Figure 1 Potential roles of iron in the development of colorectal cancer. Luminal iron may cause DNA damage through the generation of reactive oxygen species (ROS) via the Fenton reaction. Haem may also stimulate the production of N-nitroso compounds (NOC) in the colon which are mutagenic. (I) In the initiation phase of tumorigenesis, DNA damage leads to mutations in key genes regulating cell proliferation and survival such as APC or β-catenin of the Wnt pathway; (II) In the promotion phase, the increase in cell proliferation and survival due to the deleterious effects of NOC and ROS leads to further genetic instability and an accumulation of more mutations. Iron is an important nutrient required for proliferation during this phase. Iron also increases intestinal inflammation and the pro-inflammatory cytokines, TNFα and IL-6 released from inflammatory cells increase cell survival through inhibition of apoptosis via the activation of NFκB; (III) In the progression phase, tumour cells gain independence from survival signals and progress towards a malignant phenotype.
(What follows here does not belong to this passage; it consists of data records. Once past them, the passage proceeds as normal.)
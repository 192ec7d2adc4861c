//! # Printer Command Dialects
//!
//! Low-level command builders for the two ASCII label languages this
//! crate speaks, plus the encoding and rasterization machinery shared
//! between them.
//!
//! ## Module Structure
//!
//! - [`tspl`]: TSPL builder for TSC-compatible label printers
//! - [`cpcl`]: CPCL builder for Comtec/Zebra-style mobile printers
//! - [`raster`]: RGBA to packed 1-bit bitmap conversion
//! - [`gb18030`]: legacy multi-byte text encoding for CJK labels
//! - [`buffer`]: the byte/transcript accumulator behind both builders
//!
//! ## Usage Example
//!
//! ```
//! use etiqueta::protocol::tspl::Tspl;
//!
//! let mut label = Tspl::new();
//! label.size(40, 30).gap(2).density(8).cls();
//! label.text(10, 10, "TSS24.BF2", 1, 1, "SN-0042")?;
//! label.qrcode(160, 60, "M", 4, "A", "https://example.com/sn/0042")?;
//! label.print();
//!
//! // label.data() is ready for the transport,
//! // label.transcript() for the job log
//! assert_eq!(label.transcript().last().map(String::as_str), Some("PRINT 1,1"));
//! # Ok::<(), etiqueta::protocol::EncodingError>(())
//! ```
//!
//! ## Dialect References
//!
//! Command formats follow the "TSPL/TSPL2 Programming Manual" (TSC Auto
//! ID Technology) and the "CPCL Programming Manual" (Zebra Technologies).

pub mod buffer;
pub mod cpcl;
pub mod gb18030;
pub mod raster;
pub mod tspl;

pub use buffer::CommandBuffer;
pub use cpcl::Cpcl;
pub use gb18030::EncodingError;
pub use raster::{Dialect, MonochromeBitmap, PixelBuffer, PixelBufferError};
pub use tspl::Tspl;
Iron has been shown to activate NFκB increasing inducible nitric oxide synthase (iNOS) and cyclo-oxygenase (COX)-2 expression in macrophages. Activated macrophages produce more ROS, increase infiltration through degradation of the extracellular matrix (ECM) and promote angiogenesis by release of nitric oxide (NO), prostaglandin E2 (PGE2), IL-1, -6 and -8 as well as TNFα, ultimately leading to tissue invasion and metastasis.